Is the "World's Oldest Bible" a Fake?

Unbound68

Well-known member
What a coincidence. As "Providence" would have it, I was reading Kirsopp Lake's work on Sinaiticus last night, and he mentioned that there are some notes written at the end of the books of Esther and Ezra in the Codex Fred. Aug. (Sinaiticus) which were written to explain that the manuscript was corrected according to Codex Pamphili and resided at the Caesarean library between the 5th to 7th centuries.

The notes Lake provided are in Greek, which I can't read, but the work that Shoonra was obviously "inspired" to provide last night by the British Museum had those very notes translated in English!

And I thought my dream the other day that had a voice telling me:

"there are notes in the manuscript......what if they mean something?.....the corrector wants you to know something......Sinaiticus is not a forgery........Simonides is lying.....there are notes.....get them translated.....

was just my overactive imagination.

(For those of you who don't know what I'm referring to with my tongue in cheek, read the opening pages of Daniels's book "Is the world's oldest Bible a fake.")
Notes translated on pg. 17.
 

Steven Avery

Well-known member
According to the newsreel, the British Museum paid £ 100,000 to Russia for its share of the Sinaiticus. I find it hard to believe that the Brits would part with that much money - especially when dealing with the Communists - without first having made the most thorough examination to make sure they were buying a genuine article.
There is a bit in that book about a forgery concern.

There is no record of a thorough examination, only what occurred on arrival day.
 

Maestroh

Well-known member
You seem to prefer the straight-out lying and theft of Tischendorf over uncertainties in Athos or Sinai.

So the lies of Simonides…..you won’t call them that. That’s fatal to the credibility of any objective researcher.

Besides - the one thing we are certain of is Simonides didn’t write it on Athos, in Queens, or anywhere else.


For a guy who supposedly wrote it, he sure didn’t know much about it.

I will also remind you for the ten thousandth time that my position doesn’t depend on Tischendorf stealing it or borrowing it or even knowing which planet he was on.


Yours does depend on Simonides telling the truth and the guy lied about his own birthday. And everything else.
 

Steven Avery

Well-known member
Here is the Reuss catalogue entry on the 1821 Zozimus Moscow NT (pages 113-114). It appears to me that Reuss is saying it adopts the Elzivir TR text, which does not explain the variants in Sinaiticus.
https://archive.org/details/bibliothecanovi01reusgoog/page/112/mode/2up?view=theater

That is correct.
The usage of the Zosimas Moscow Bible would be in the OT.
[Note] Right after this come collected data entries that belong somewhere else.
//! Style Cascade & Resolver
//!
//! Computes styles for DOM elements by:
//! 1. Applying user-agent defaults for the element's tag
//! 2. Applying the inline `style` attribute (normal, then `!important`)
//! 3. Resolving `inherit`, `initial` and inherited properties against the parent

use fos_dom::{DomTree, NodeId};

use crate::{ComputedStyle, CssParser, Declaration};
use crate::properties::PropertyId;

/// User-agent rule: tag names and the display value they get
struct UaRule {
    tags: &'static [&'static str],
    display: &'static str,
}

const UA_RULES: &[UaRule] = &[
    UaRule {
        tags: &[
            "html", "body", "div", "p", "h1", "h2", "h3", "h4", "h5", "h6", "ul", "ol",
            "form", "header", "footer", "section", "article", "nav", "aside", "main",
        ],
        display: "block",
    },
    UaRule { tags: &["li"], display: "list-item" },
    UaRule { tags: &["img", "iframe", "input", "button", "select", "textarea"], display: "inline-block" },
    UaRule {
        tags: &["head", "script", "style", "link", "meta", "title", "template", "noscript"],
        display: "none",
    },
];

/// Style resolver - computes styles for DOM elements
#[derive(Debug, Default)]
pub struct StyleResolver {
    parser: CssParser,
}

impl StyleResolver {
    pub fn new() -> Self {
        Self::default()
    }

    /// Specified style of an element: UA defaults plus inline declarations.
    ///
    /// Values are not resolved, so a literal `inherit` survives. Returns
    /// `None` for non-element nodes.
    pub fn specified_style(&self, tree: &DomTree, node_id: NodeId) -> Option<ComputedStyle> {
        let elem = tree.element(node_id)?;
        let mut style = ComputedStyle::new();

        for decl in self.ua_declarations(&elem.tag, elem.get_attr("type"), elem.get_attr("hidden").is_some()) {
            style.apply_declaration(&decl);
        }

        if let Some(inline) = elem.get_attr("style") {
            match self.parser.parse_declarations(inline) {
                Ok(decls) => {
                    // !important declarations win over normal ones
                    for decl in decls.iter().filter(|d| !d.important) {
                        style.apply_declaration(decl);
                    }
                    for decl in decls.iter().filter(|d| d.important) {
                        style.apply_declaration(decl);
                    }
                }
                Err(e) => tracing::warn!("Ignoring inline style on {:?}: {}", node_id, e),
            }
        }

        Some(style)
    }

    /// Computed style of an element, with inheritance applied.
    ///
    /// Returns `None` for non-element nodes.
    pub fn compute_style(&self, tree: &DomTree, node_id: NodeId) -> Option<ComputedStyle> {
        self.compute_style_chain(tree, node_id).into_iter().next()
    }

    /// Computed styles of an element and its element ancestors, innermost
    /// first, resolved in one pass from the outermost ancestor down.
    ///
    /// Empty for non-element nodes.
    pub fn compute_style_chain(&self, tree: &DomTree, node_id: NodeId) -> Vec<ComputedStyle> {
        if tree.element(node_id).is_none() {
            return Vec::new();
        }

        let mut chain = vec![node_id];
        chain.extend(tree.ancestors(node_id).take_while(|&a| tree.element(a).is_some()));

        let mut styles: Vec<ComputedStyle> = Vec::with_capacity(chain.len());
        for &id in chain.iter().rev() {
            let specified = self.specified_style(tree, id).unwrap_or_default();
            let resolved = Self::resolve(&specified, styles.last());
            styles.push(resolved);
        }
        styles.reverse();
        styles
    }

    fn resolve(specified: &ComputedStyle, parent: Option<&ComputedStyle>) -> ComputedStyle {
        let inherited = |property: &str| -> Option<String> {
            parent.and_then(|p| p.get(property)).map(str::to_string)
        };

        let mut style = ComputedStyle::initial();
        for id in PropertyId::ALL.iter().filter(|id| id.is_inherited()) {
            if let Some(value) = inherited(id.name()) {
                style.set(id.name(), &value);
            }
        }

        for (property, value) in specified.iter() {
            let initial = PropertyId::from_name(property).map(|id| id.initial_value());
            let inherits = PropertyId::from_name(property).is_some_and(|id| id.is_inherited());
            let resolved = match value {
                "inherit" => inherited(property).or(initial.map(str::to_string)),
                "initial" => initial.map(str::to_string),
                "unset" if inherits => inherited(property).or(initial.map(str::to_string)),
                "unset" => initial.map(str::to_string),
                other => Some(other.to_string()),
            };
            match resolved {
                Some(v) => style.set(property, &v),
                None => {
                    style.remove(property);
                }
            }
        }

        style
    }

    /// Default user-agent declarations for an element
    fn ua_declarations(&self, tag: &str, input_type: Option<&str>, hidden_attr: bool) -> Vec<Declaration> {
        let hidden_input = tag == "input" && input_type.is_some_and(|t| t.eq_ignore_ascii_case("hidden"));
        if hidden_attr || hidden_input {
            return vec![Declaration::new("display", "none")];
        }

        UA_RULES.iter()
            .find(|rule| rule.tags.contains(&tag))
            .map(|rule| vec![Declaration::new("display", rule.display)])
            .unwrap_or_default()
    }
}
impl<H: ElementHost + 'static> Monitor<H> {
    /// Idle monitor for `target`, ticking on `runtime`
    pub fn new<R>(visibility: Rc<Visibility<H>>, target: H::Node, runtime: Rc<R>) -> Self
    where
        R: Clock + Scheduler + 'static,
    {
        let scheduler: Rc<dyn Scheduler> = runtime.clone();
        let clock: Rc<dyn Clock> = runtime;
        Self {
            inner: Rc::new(MonitorInner {
                target,
                visibility,
                scheduler,
                clock,
                events: EventEmitter::new(),
                session: RefCell::new(MonitorSession {
                    state: MonitorState::Idle,
                    handle: None,
                    interval_ms: 0,
                    condition: ConditionState::default(),
                    last: None,
                    last_event_sample: None,
                }),
                scope: EventScope::new(),
                event_source: RefCell::new(None),
            }),
        }
    }

    /// Also sample on scroll and resize, and stop on unload
    pub fn with_event_source(self, source: Rc<dyn EventSource>) -> Self {
        self.set_event_source(source);
        self
    }

    /// Takes effect when the session starts
    pub fn set_event_source(&self, source: Rc<dyn EventSource>) {
        *self.inner.event_source.borrow_mut() = Some(source);
    }

    pub fn target(&self) -> H::Node {
        self.inner.target
    }

    pub fn state(&self) -> MonitorState {
        self.inner.session.borrow().state
    }

    pub fn is_running(&self) -> bool {
        self.state() == MonitorState::Running
    }

    /// Handle of the current session, while running
    pub fn handle(&self) -> Option<MonitorHandle> {
        self.inner.session.borrow().handle.map(MonitorHandle)
    }

    /// Sampling cadence of the session; 0 before it starts
    pub fn interval_ms(&self) -> u64 {
        self.inner.session.borrow().interval_ms
    }

    pub fn last_reading(&self) -> Option<VisibilityReading> {
        self.inner.session.borrow().last
    }

    pub fn condition(&self) -> ConditionState {
        self.inner.session.borrow().condition
    }

    pub fn events(&self) -> &EventEmitter<MonitorEvent> {
        &self.inner.events
    }

    pub fn on(&self, listener: impl Fn(&MonitorEvent) + 'static) -> EmitterListenerId {
        self.inner.events.on(listener)
    }

    pub fn off(&self, id: EmitterListenerId) -> bool {
        self.inner.events.off(id)
    }

    /// Take a reading now and emit it
    pub fn sample(&self) -> VisibilityReading {
        self.inner.sample()
    }

    /// Call `callback` with a fresh reading every `interval_ms` until stopped
    pub fn start(&self, interval_ms: u64, callback: impl FnMut(&VisibilityReading) + 'static) -> Result<MonitorHandle> {
        if interval_ms == 0 {
            return Err(VisibilityError::invalid_config("sample interval must be positive"));
        }
        self.inner.begin("start", interval_ms)?;

        let weak = Rc::downgrade(&self.inner);
        let callback = RefCell::new(callback);
        let tick: Rc<dyn Fn()> = Rc::new(move || {
            let Some(inner) = weak.upgrade() else { return };
            if !inner.is_running() {
                return;
            }
            let reading = inner.sample();
            (&mut *callback.borrow_mut())(&reading);
        });

        Ok(self.inner.schedule(tick))
    }

    /// Run `options.on_passed` once the element has stayed at least
    /// `percentage_threshold` visible for `duration_ms`, then stop.
    pub fn every(&self, options: EveryOptions) -> Result<MonitorHandle> {
        options.validate()?;
        let interval_ms = options.sample_interval_ms
            .unwrap_or_else(|| self.inner.visibility.config().sample_interval_for(options.duration_ms));
        self.inner.begin("every", interval_ms)?;

        let EveryOptions { percentage_threshold, duration_ms, fire_immediately, on_passed, .. } = options;
        let weak = Rc::downgrade(&self.inner);
        let on_passed = RefCell::new(Some(on_passed));
        // Samples once; true when this sample met the condition and ran `on_passed`
        let check: Rc<dyn Fn() -> bool> = Rc::new(move || {
            let Some(inner) = weak.upgrade() else { return false };
            if !inner.is_running() {
                return false;
            }
            let reading = inner.sample();
            let now = inner.clock.now();
            let elapsed = inner.session.borrow_mut().condition.observe(reading.percentage, percentage_threshold, now);

            let Some(elapsed) = elapsed else { return false };
            if elapsed < duration_ms as f64 {
                return false;
            }
            let Some(callback) = on_passed.borrow_mut().take() else { return false };

            tracing::debug!("Threshold {} held for {}ms on {:?}", percentage_threshold, elapsed, inner.target);
            inner.events.emit(&MonitorEvent::ThresholdPassed { elapsed_ms: elapsed });
            callback(&reading);
            true
        });

        let weak = Rc::downgrade(&self.inner);
        let scheduled = Rc::clone(&check);
        let handle = self.inner.schedule(Rc::new(move || {
            if !scheduled() {
                return;
            }
            let Some(inner) = weak.upgrade() else { return };
            // stopping from inside the tick would cancel the running timer
            let deferred = Weak::clone(&weak);
            inner.scheduler.defer(Box::new(move || {
                if let Some(inner) = deferred.upgrade() {
                    inner.stop();
                }
            }));
        }));

        if fire_immediately && check() {
            self.inner.stop();
        }
        Ok(handle)
    }

    /// End the session. Idempotent; a no-op before the session starts.
    pub fn stop(&self) {
        self.inner.stop();
    }

    /// Stop the session `handle` belongs to. Stale or unknown handles are ignored.
    pub fn stop_handle(&self, handle: MonitorHandle) {
        let current = self.inner.session.borrow().handle;
        if current == Some(handle.0) {
            self.inner.stop();
        }
    }
}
Post #307 spoke of how the Septuagint was a primary focus of Benedict.

“First, that my undo Benedict, being by profession a theologian, and versed in twelve languages, intending to publish both the Old and New Testaments, and the writings of the Apostolic Fathers with exegetic scholia of the ancient commentators, and specially to reply to what had been written against the Septuagint, began this work while Professor in the College of Cydon in the year 1784."
 

Steven Avery

Well-known member
How do you know that to be a verifiable fact instead of your blindly believing Simonides' brazen, unproven, conflicting, self-serving claims?

Actually, the claims of Simonides are generally consistent, and are born out by the "facts on the ground". It is the Tischendorf tissues of lies that are a cover story for brazen thefts and false claims meant not for honest scholarship, but his own glory. You have to be a very clever and deceptive thief to turn around your theft into being a saviour (from fire.) He even came up that creative fabrication fifteen years after the theft!
 

Shoonra

Well-known member
Whatever yarns Tischendorf told about his acquisition of the Sinaiticus are irrelevant in evaluating Simonides's story. Simonides is not confirmed by the facts on the ground; there is evidence that the Codex was seen and described in the 18th century, Simonides claimed to have worked up the Codex in one week, he also claimed to have copied a Russian Bible in Greek, which had a TR text, he could not explain (or predict) the variants found in the Codex, and there is ample evidence that the Codex is older than 1840.